• YOUR INSTRUCTIONS:
Set down, please, without alteration, the lines of the entries below from the first through the one containing "pub fn slugify(name: &str)".

• RECORDS SHOWN:
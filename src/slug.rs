// src/slug.rs
//
// Slug derivation and the form-session auto-sync rule: the slug field
// tracks the name field until the user edits the slug by hand, after
// which it never auto-updates again for that form session.

/// Derives a URL slug from a human-readable name: lowercase, whitespace
/// runs become single hyphens, everything outside `[a-z0-9-]` is dropped,
/// hyphen runs collapse, edges are trimmed of hyphens.
///
/// Arabic (or any non-latin) input can legitimately produce an empty slug;
/// callers treat that as "explicit slug required".
pub fn slugify(name: &str) -> String {
    let mut out = String::with_capacity(name.len());
    let mut last_hyphen = true; // suppress leading hyphens

    for ch in name.trim().chars() {
        if ch.is_whitespace() || ch == '-' || ch == '_' {
            if !last_hyphen {
                out.push('-');
                last_hyphen = true;
            }
            continue;
        }
        for lowered in ch.to_lowercase() {
            if lowered.is_ascii_lowercase() || lowered.is_ascii_digit() {
                out.push(lowered);
                last_hyphen = false;
            }
        }
    }

    while out.ends_with('-') {
        out.pop();
    }
    out
}

/// True when `slug` already satisfies `^[a-z0-9]+(-[a-z0-9]+)*$`.
pub fn is_valid_slug(slug: &str) -> bool {
    !slug.is_empty()
        && !slug.starts_with('-')
        && !slug.ends_with('-')
        && !slug.contains("--")
        && slug
            .chars()
            .all(|c| c.is_ascii_lowercase() || c.is_ascii_digit() || c == '-')
}

/// Form state for a name + slug field pair.
#[derive(Debug, Clone, Default)]
pub struct SlugField {
    name: String,
    slug: String,
    diverged: bool,
}

impl SlugField {
    pub fn new() -> Self {
        Self::default()
    }

    /// Called on every keystroke in the name field. While the user has not
    /// touched the slug, the slug follows the name.
    pub fn set_name(&mut self, name: &str) {
        self.name = name.to_string();
        if !self.diverged {
            self.slug = slugify(name);
        }
    }

    /// Called when the user edits the slug field directly. Setting the slug
    /// to anything other than the current derivation permanently opts this
    /// form session out of auto-sync.
    pub fn set_slug(&mut self, slug: &str) {
        self.slug = slug.to_string();
        if slug != slugify(&self.name) {
            self.diverged = true;
        }
    }

    pub fn name(&self) -> &str {
        &self.name
    }

    pub fn slug(&self) -> &str {
        &self.slug
    }
}

#[cfg(test)]
mod tests {
    use super::*;

    #[test]
    fn slugify_basic() {
        assert_eq!(slugify("Fully Funded PhD"), "fully-funded-phd");
        assert_eq!(slugify("  Master's   Degree  "), "masters-degree");
        assert_eq!(slugify("Top_10 Grants!"), "top-10-grants");
    }

    #[test]
    fn slugify_strips_non_latin_and_punctuation() {
        // Mixed Arabic/latin input keeps only the latin part.
        assert_eq!(slugify("دكتوراه Example  Title!!"), "example-title");
        // Pure Arabic derives to empty, which callers reject.
        assert_eq!(slugify("منحة تركيا"), "");
    }

    #[test]
    fn slugify_is_idempotent() {
        for name in ["Fully Funded PhD", "a--b", "دكتوراه Example  Title!!", "--x--"] {
            let once = slugify(name);
            assert_eq!(slugify(&once), once, "not idempotent for {name:?}");
        }
    }

    #[test]
    fn slugify_never_has_edge_or_double_hyphens() {
        for name in ["  -lead", "trail- ", "a  !!  b", "--", "!!!"] {
            let s = slugify(name);
            assert!(s.is_empty() || is_valid_slug(&s), "bad slug {s:?} from {name:?}");
        }
    }

    #[test]
    fn valid_slug_check() {
        assert!(is_valid_slug("a"));
        assert!(is_valid_slug("phd-2026"));
        assert!(!is_valid_slug(""));
        assert!(!is_valid_slug("-a"));
        assert!(!is_valid_slug("a-"));
        assert!(!is_valid_slug("a--b"));
        assert!(!is_valid_slug("Aب"));
    }

    #[test]
    fn slug_tracks_name_until_manual_edit() {
        let mut field = SlugField::new();
        field.set_name("A");
        assert_eq!(field.slug(), "a");

        field.set_slug("custom");
        field.set_name("B");
        assert_eq!(field.slug(), "custom", "manual edit must stop auto-sync");
    }

    #[test]
    fn retyping_the_derived_slug_keeps_auto_sync() {
        let mut field = SlugField::new();
        field.set_name("Hello World");
        // User "edits" the slug but leaves it equal to the derivation.
        field.set_slug("hello-world");
        field.set_name("Other Name");
        assert_eq!(field.slug(), "other-name");
    }
}
// src/services/catalog_service.rs
//
// Scholarship queries: the generic admin CRUD implementation plus the
// filtered listings the public site renders.

use crate::error::{map_unique_violation, AppError, AppResult};
use crate::models::scholarship::{Scholarship, ScholarshipFilter, ScholarshipPayload};
use crate::services::resource::{CrudResource, ListParams, SlugSource};
use crate::validate::Validate;
use async_trait::async_trait;
use sqlx::SqlitePool;

impl SlugSource for ScholarshipPayload {
    fn slug_name(&self) -> &str {
        &self.title
    }
    fn slug_override(&self) -> Option<&str> {
        self.slug.as_deref()
    }
}

// One statement covers every filter combination; NULL binds disable a
// clause. Taxonomies are matched by slug through their join.
const FILTERED_LIST_SQL: &str = "
    SELECT s.*
    FROM scholarships s
    LEFT JOIN countries  c ON s.country_id  = c.id
    LEFT JOIN levels     l ON s.level_id    = l.id
    LEFT JOIN categories g ON s.category_id = g.id
    WHERE (?1 IS NULL OR s.title LIKE '%' || ?1 || '%' OR s.summary LIKE '%' || ?1 || '%')
      AND (?2 IS NULL OR c.slug = ?2)
      AND (?3 IS NULL OR l.slug = ?3)
      AND (?4 IS NULL OR g.slug = ?4)
      AND (?5 IS NULL OR s.featured = ?5)
      AND (?6 IS NULL OR s.published = ?6)
    ORDER BY s.created_at DESC, s.id DESC
";

async fn filtered_list(
    pool: &SqlitePool,
    filter: &ScholarshipFilter,
    published_only: bool,
) -> AppResult<Vec<Scholarship>> {
    let rows = sqlx::query_as::<_, Scholarship>(FILTERED_LIST_SQL)
        .bind(filter.q.as_deref().map(str::trim).filter(|q| !q.is_empty()))
        .bind(filter.country.as_deref())
        .bind(filter.level.as_deref())
        .bind(filter.category.as_deref())
        .bind(filter.featured)
        .bind(published_only.then_some(true))
        .fetch_all(pool)
        .await?;
    Ok(rows)
}

/// Published scholarships for the public site, newest first.
pub async fn list_published(
    pool: &SqlitePool,
    filter: &ScholarshipFilter,
) -> AppResult<Vec<Scholarship>> {
    filtered_list(pool, filter, true).await
}

/// Featured published scholarships for the home page.
pub async fn featured(pool: &SqlitePool, limit: i64) -> AppResult<Vec<Scholarship>> {
    let rows = sqlx::query_as::<_, Scholarship>(
        "SELECT * FROM scholarships
         WHERE published = 1 AND featured = 1
         ORDER BY created_at DESC, id DESC
         LIMIT ?1",
    )
    .bind(limit)
    .fetch_all(pool)
    .await?;
    Ok(rows)
}

pub async fn find_published_by_slug(
    pool: &SqlitePool,
    slug: &str,
) -> AppResult<Option<Scholarship>> {
    let row = sqlx::query_as::<_, Scholarship>(
        "SELECT * FROM scholarships WHERE slug = ?1 AND published = 1",
    )
    .bind(slug)
    .fetch_optional(pool)
    .await?;
    Ok(row)
}

fn filter_from_params(params: &ListParams) -> ScholarshipFilter {
    ScholarshipFilter {
        q: params.get("q").cloned(),
        country: params.get("country").cloned(),
        level: params.get("level").cloned(),
        category: params.get("category").cloned(),
        featured: params.get("featured").and_then(|v| v.parse().ok()),
    }
}

pub struct ScholarshipResource;

#[async_trait]
impl CrudResource for ScholarshipResource {
    const NAME: &'static str = "scholarship";
    type Entity = Scholarship;
    type Payload = ScholarshipPayload;

    async fn list(pool: &SqlitePool, params: &ListParams) -> AppResult<Vec<Scholarship>> {
        filtered_list(pool, &filter_from_params(params), false).await
    }

    async fn find(pool: &SqlitePool, id: i64) -> AppResult<Option<Scholarship>> {
        let row = sqlx::query_as::<_, Scholarship>("SELECT * FROM scholarships WHERE id = ?1")
            .bind(id)
            .fetch_optional(pool)
            .await?;
        Ok(row)
    }

    async fn create(pool: &SqlitePool, payload: ScholarshipPayload) -> AppResult<Scholarship> {
        payload.validate()?;
        let slug = payload.resolve_slug()?;

        let result = sqlx::query(
            "INSERT INTO scholarships
                 (title, slug, summary, body, country_id, level_id, category_id,
                  funding, deadline, apply_url, image_url, featured, published)
             VALUES (?1, ?2, ?3, ?4, ?5, ?6, ?7, ?8, ?9, ?10, ?11, ?12, ?13)",
        )
        .bind(payload.title.trim())
        .bind(&slug)
        .bind(&payload.summary)
        .bind(&payload.body)
        .bind(payload.country_id)
        .bind(payload.level_id)
        .bind(payload.category_id)
        .bind(&payload.funding)
        .bind(payload.deadline)
        .bind(payload.apply_url.trim())
        .bind(&payload.image_url)
        .bind(payload.featured)
        .bind(payload.published)
        .execute(pool)
        .await
        .map_err(|e| map_unique_violation(e, "slug already in use"))?;

        Self::find(pool, result.last_insert_rowid())
            .await?
            .ok_or(AppError::Internal)
    }

    async fn update(
        pool: &SqlitePool,
        id: i64,
        payload: ScholarshipPayload,
    ) -> AppResult<Scholarship> {
        payload.validate()?;
        let slug = payload.resolve_slug()?;

        let affected = sqlx::query(
            "UPDATE scholarships SET
                 title = ?1, slug = ?2, summary = ?3, body = ?4, country_id = ?5,
                 level_id = ?6, category_id = ?7, funding = ?8, deadline = ?9,
                 apply_url = ?10, image_url = ?11, featured = ?12, published = ?13,
                 updated_at = datetime('now')
             WHERE id = ?14",
        )
        .bind(payload.title.trim())
        .bind(&slug)
        .bind(&payload.summary)
        .bind(&payload.body)
        .bind(payload.country_id)
        .bind(payload.level_id)
        .bind(payload.category_id)
        .bind(&payload.funding)
        .bind(payload.deadline)
        .bind(payload.apply_url.trim())
        .bind(&payload.image_url)
        .bind(payload.featured)
        .bind(payload.published)
        .bind(id)
        .execute(pool)
        .await
        .map_err(|e| map_unique_violation(e, "slug already in use"))?
        .rows_affected();

        if affected == 0 {
            return Err(AppError::NotFound(Self::NAME));
        }
        Self::find(pool, id).await?.ok_or(AppError::Internal)
    }

    async fn delete(pool: &SqlitePool, id: i64) -> AppResult<bool> {
        let affected = sqlx::query("DELETE FROM scholarships WHERE id = ?1")
            .bind(id)
            .execute(pool)
            .await?
            .rows_affected();
        Ok(affected > 0)
    }
}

• COMPLETED EXERCISE:
filename src/slug.rs
// src/slug.rs
//
// Slug derivation and the form-session auto-sync rule: the slug field
// tracks the name field until the user edits the slug by hand, after
// which it never auto-updates again for that form session.

/// Derives a URL slug from a human-readable name: lowercase, whitespace
/// runs become single hyphens, everything outside `[a-z0-9-]` is dropped,
/// hyphen runs collapse, edges are trimmed of hyphens.
///
/// Arabic (or any non-latin) input can legitimately produce an empty slug;
/// callers treat that as "explicit slug required".
pub fn slugify(name: &str) -> String {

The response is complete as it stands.